** Records supplied follows **

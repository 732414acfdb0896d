use crate::infra::{load_catalog, InMemorySessionRepository};
use clap::{ArgGroup, Args};
use interview_coach::scoring::components::{
    BONUS_WEIGHT, DEPTH_WEIGHT, KEYWORD_WEIGHT, SOFT_SKILL_WEIGHT, STRUCTURE_WEIGHT,
};
use interview_coach::{
    evaluate, AppError, EvaluationResult, PracticeService, PracticeServiceError, Question,
    QuestionCatalog, QuestionCategory, QuestionId, SessionSummary,
};
use std::fmt::Write as _;
use std::path::PathBuf;
use std::sync::Arc;

#[derive(Args, Debug, Default)]
pub(crate) struct QuestionsListArgs {
    /// Only list questions from this category (technical or behavioral)
    #[arg(long, value_parser = crate::infra::parse_category)]
    pub(crate) category: Option<QuestionCategory>,
    /// Question catalog file (JSON or CSV). Defaults to the built-in catalog.
    #[arg(long)]
    pub(crate) catalog: Option<PathBuf>,
}

#[derive(Args, Debug)]
pub(crate) struct QuestionsShowArgs {
    /// Question id, e.g. it-01
    pub(crate) id: String,
    /// Question catalog file (JSON or CSV). Defaults to the built-in catalog.
    #[arg(long)]
    pub(crate) catalog: Option<PathBuf>,
}

#[derive(Args, Debug)]
#[command(group(
    ArgGroup::new("answer_source")
        .required(true)
        .args(["answer", "answer_file"])
))]
pub(crate) struct EvaluateArgs {
    /// Question id to score against
    #[arg(long)]
    pub(crate) question: String,
    /// Answer text
    #[arg(long)]
    pub(crate) answer: Option<String>,
    /// Read the answer from a file
    #[arg(long)]
    pub(crate) answer_file: Option<PathBuf>,
    /// Print the evaluation as JSON
    #[arg(long)]
    pub(crate) json: bool,
    /// Question catalog file (JSON or CSV). Defaults to the built-in catalog.
    #[arg(long)]
    pub(crate) catalog: Option<PathBuf>,
}

#[derive(Args, Debug, Default)]
pub(crate) struct DemoArgs {
    /// Question catalog file (JSON or CSV). Defaults to the built-in catalog.
    #[arg(long)]
    pub(crate) catalog: Option<PathBuf>,
}

pub(crate) fn run_questions_list(args: QuestionsListArgs) -> Result<(), AppError> {
    let catalog = load_catalog(args.catalog.as_deref())?;
    let questions: Vec<&Question> = match args.category {
        Some(category) => catalog.by_category(category).collect(),
        None => catalog.iter().collect(),
    };

    if questions.is_empty() {
        println!("No questions found");
        return Ok(());
    }
    for question in questions {
        println!(
            "{:<8} {:<11} {}",
            question.id.as_str(),
            question.category.label(),
            question.prompt
        );
    }
    Ok(())
}

pub(crate) fn run_questions_show(args: QuestionsShowArgs) -> Result<(), AppError> {
    let catalog = load_catalog(args.catalog.as_deref())?;
    let question = find_question(&catalog, &args.id)?;
    print!("{}", format_question(question));
    if let Some(navigation) = format_navigation(&catalog, question) {
        println!("{navigation}");
    }
    Ok(())
}

pub(crate) fn run_evaluate(args: EvaluateArgs) -> Result<(), AppError> {
    let catalog = load_catalog(args.catalog.as_deref())?;
    let question = find_question(&catalog, &args.question)?;
    let answer = match (args.answer, args.answer_file) {
        (Some(answer), _) => answer,
        (None, Some(path)) => std::fs::read_to_string(path)?,
        (None, None) => String::new(),
    };

    let result = evaluate(&answer, question);
    if args.json {
        let json = serde_json::to_string_pretty(&result).map_err(std::io::Error::from)?;
        println!("{json}");
    } else {
        print!("{}", format_evaluation(question, &result));
    }
    Ok(())
}

pub(crate) fn run_demo(args: DemoArgs) -> Result<(), AppError> {
    let catalog = Arc::new(load_catalog(args.catalog.as_deref())?);
    let service = PracticeService::new(
        catalog.clone(),
        Arc::new(InMemorySessionRepository::default()),
    );

    println!("Interview practice demo");
    let session = service.start_session()?;
    println!("Session {} started {}", session.id, session.started_at);

    let mut technical = catalog.by_category(QuestionCategory::Technical);
    let mut behavioral = catalog.by_category(QuestionCategory::Behavioral);
    let plan: Vec<(&Question, String)> = [
        technical.next().map(|question| (question, strong_answer(question))),
        behavioral.next().map(|question| (question, partial_answer(question))),
        technical.next().map(|question| (question, brief_answer(question))),
    ]
    .into_iter()
    .flatten()
    .collect();

    for (question, answer) in plan {
        println!("\nAnswer:\n  {answer}");
        let result = service.submit_answer(&session.id, &question.id, &answer)?;
        print!("{}", format_evaluation(question, &result));
    }

    let summary = service.summary(&session.id)?;
    print!("\n{}", format_summary(&summary));
    Ok(())
}

fn find_question<'a>(catalog: &'a QuestionCatalog, id: &str) -> Result<&'a Question, AppError> {
    let id = QuestionId::from(id.trim());
    catalog
        .get(&id)
        .ok_or_else(|| PracticeServiceError::UnknownQuestion(id).into())
}

/// Structured answer touching every rubric topic.
fn strong_answer(question: &Question) -> String {
    let expectations = &question.expectations;
    let mut answer = format!(
        "First, I would clarify the goal with the team. Next, I would cover {}.",
        expectations.core_topics.join(", ")
    );
    if !expectations.bonus_topics.is_empty() {
        let _ = write!(
            answer,
            " For example, I would add {} because it lowers risk.",
            expectations.bonus_topics.join(" and ")
        );
    }
    answer.push_str(
        " Finally, I would share the outcome with stakeholders, document what we learned \
         and align on the next steps so the customer impact stays visible.",
    );
    answer
}

fn partial_answer(question: &Question) -> String {
    let topic = question
        .expectations
        .core_topics
        .first()
        .map(String::as_str)
        .unwrap_or("the problem");
    format!(
        "I focused on {topic} and worked with my team to agree on a plan. We listened to \
         feedback and the situation improved."
    )
}

fn brief_answer(_question: &Question) -> String {
    "It depends on the situation.".to_string()
}

fn format_question(question: &Question) -> String {
    let expectations = &question.expectations;
    let mut out = String::new();
    let _ = writeln!(out, "{} ({})", question.id, question.category);
    let _ = writeln!(out, "{}", question.prompt);
    let _ = writeln!(out, "Core topics: {}", expectations.core_topics.join(", "));
    if !expectations.bonus_topics.is_empty() {
        let _ = writeln!(out, "Bonus topics: {}", expectations.bonus_topics.join(", "));
    }
    if !expectations.competencies.is_empty() {
        let _ = writeln!(out, "Competencies: {}", expectations.competencies.join(", "));
    }
    let _ = writeln!(out, "Target length: {} words", expectations.min_word_count);
    if !expectations.guidance.is_empty() {
        let _ = writeln!(out, "Guidance: {}", expectations.guidance);
    }
    out
}

/// Neighbouring question ids; the catalog clamps at either end, so a
/// neighbour equal to `question` is left out.
fn format_navigation(catalog: &QuestionCatalog, question: &Question) -> Option<String> {
    let neighbour = |candidate: Option<&Question>| {
        candidate
            .filter(|candidate| candidate.id != question.id)
            .map(|candidate| candidate.id.as_str().to_string())
    };
    let parts: Vec<String> = [
        neighbour(catalog.previous_before(&question.id)).map(|id| format!("Previous: {id}")),
        neighbour(catalog.next_after(&question.id)).map(|id| format!("Next: {id}")),
    ]
    .into_iter()
    .flatten()
    .collect();
    (!parts.is_empty()).then(|| parts.join(" | "))
}

fn component_max(weight: f64) -> u8 {
    (weight * 100.0).round() as u8
}

pub(crate) fn format_evaluation(question: &Question, result: &EvaluationResult) -> String {
    let breakdown = &result.breakdown;
    let mut out = String::new();
    let _ = writeln!(out, "\n{} ({}): {}", question.id, question.category, question.prompt);
    let _ = writeln!(
        out,
        "Score {}/100 - {} ({})",
        result.score,
        result.label.title(),
        result.label
    );
    let _ = writeln!(out, "{}", result.label.tone());

    let components = [
        ("Key points", breakdown.keyword_score, KEYWORD_WEIGHT),
        ("Bonus", breakdown.bonus_score, BONUS_WEIGHT),
        ("Depth", breakdown.depth_score, DEPTH_WEIGHT),
        ("Structure", breakdown.structure_score, STRUCTURE_WEIGHT),
        ("Soft skills", breakdown.soft_skill_score, SOFT_SKILL_WEIGHT),
    ];
    for (name, score, weight) in components {
        let _ = writeln!(out, "- {:<12} {:>3}/{}", name, score, component_max(weight));
    }

    let _ = writeln!(
        out,
        "Words: {} (target {})",
        breakdown.word_count, question.expectations.min_word_count
    );
    if !breakdown.matched_core_topics.is_empty() {
        let _ = writeln!(out, "Covered: {}", breakdown.matched_core_topics.join(", "));
    }
    if !breakdown.missing_core_topics.is_empty() {
        let _ = writeln!(out, "Missing: {}", breakdown.missing_core_topics.join(", "));
    }
    if !breakdown.matched_bonus_topics.is_empty() {
        let _ = writeln!(
            out,
            "Bonus hits: {}",
            breakdown.matched_bonus_topics.join(", ")
        );
    }
    for signal in &breakdown.tone_signals {
        let _ = writeln!(out, "Tone {signal}");
    }
    let _ = writeln!(out, "Feedback:");
    for line in &result.feedback {
        let _ = writeln!(out, "  * {line}");
    }
    out
}

pub(crate) fn format_summary(summary: &SessionSummary) -> String {
    let mut out = String::new();
    let _ = writeln!(out, "Session summary");
    let _ = writeln!(
        out,
        "- Answered {} | average score {}",
        summary.answered, summary.average_score
    );
    match &summary.best {
        Some(best) => {
            let _ = writeln!(out, "- Best: {} ({})", best.question_id, best.score);
        }
        None => {
            let _ = writeln!(out, "- Best: none yet");
        }
    }
    if summary.needs_review.is_empty() {
        let _ = writeln!(out, "- Needs review: none");
    } else {
        let entries: Vec<String> = summary
            .needs_review
            .iter()
            .map(|entry| format!("{} ({})", entry.question_id, entry.score))
            .collect();
        let _ = writeln!(out, "- Needs review: {}", entries.join(", "));
    }
    out
}
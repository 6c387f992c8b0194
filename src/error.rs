//! Unified error type for whole-document generation.

use chalan_assemble::AssembleError;
use chalan_tax::TaxError;
use thiserror::Error;

/// The main error enum for a [`crate::DocumentEngine::generate`] call.
///
/// Only fatal conditions surface here: malformed line items and
/// plan/aggregate contract violations. Indeterminate tax context and
/// degenerate layout budgets are not errors; they come back as
/// [`crate::Diagnostics`] flags on a best-effort result.
#[derive(Error, Debug)]
pub enum EngineError {
    #[error("Tax classification error: {0}")]
    Tax(#[from] TaxError),
    #[error("Assembly error: {0}")]
    Assembly(#[from] AssembleError),
}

** End of Records supplied **

§ **Work request**
Copy, from the material, each line that holds the string "collect".

§ **Task result**
        Some(category) => catalog.by_category(category).collect(),
        None => catalog.iter().collect(),
    .collect();
    .collect();
            .collect();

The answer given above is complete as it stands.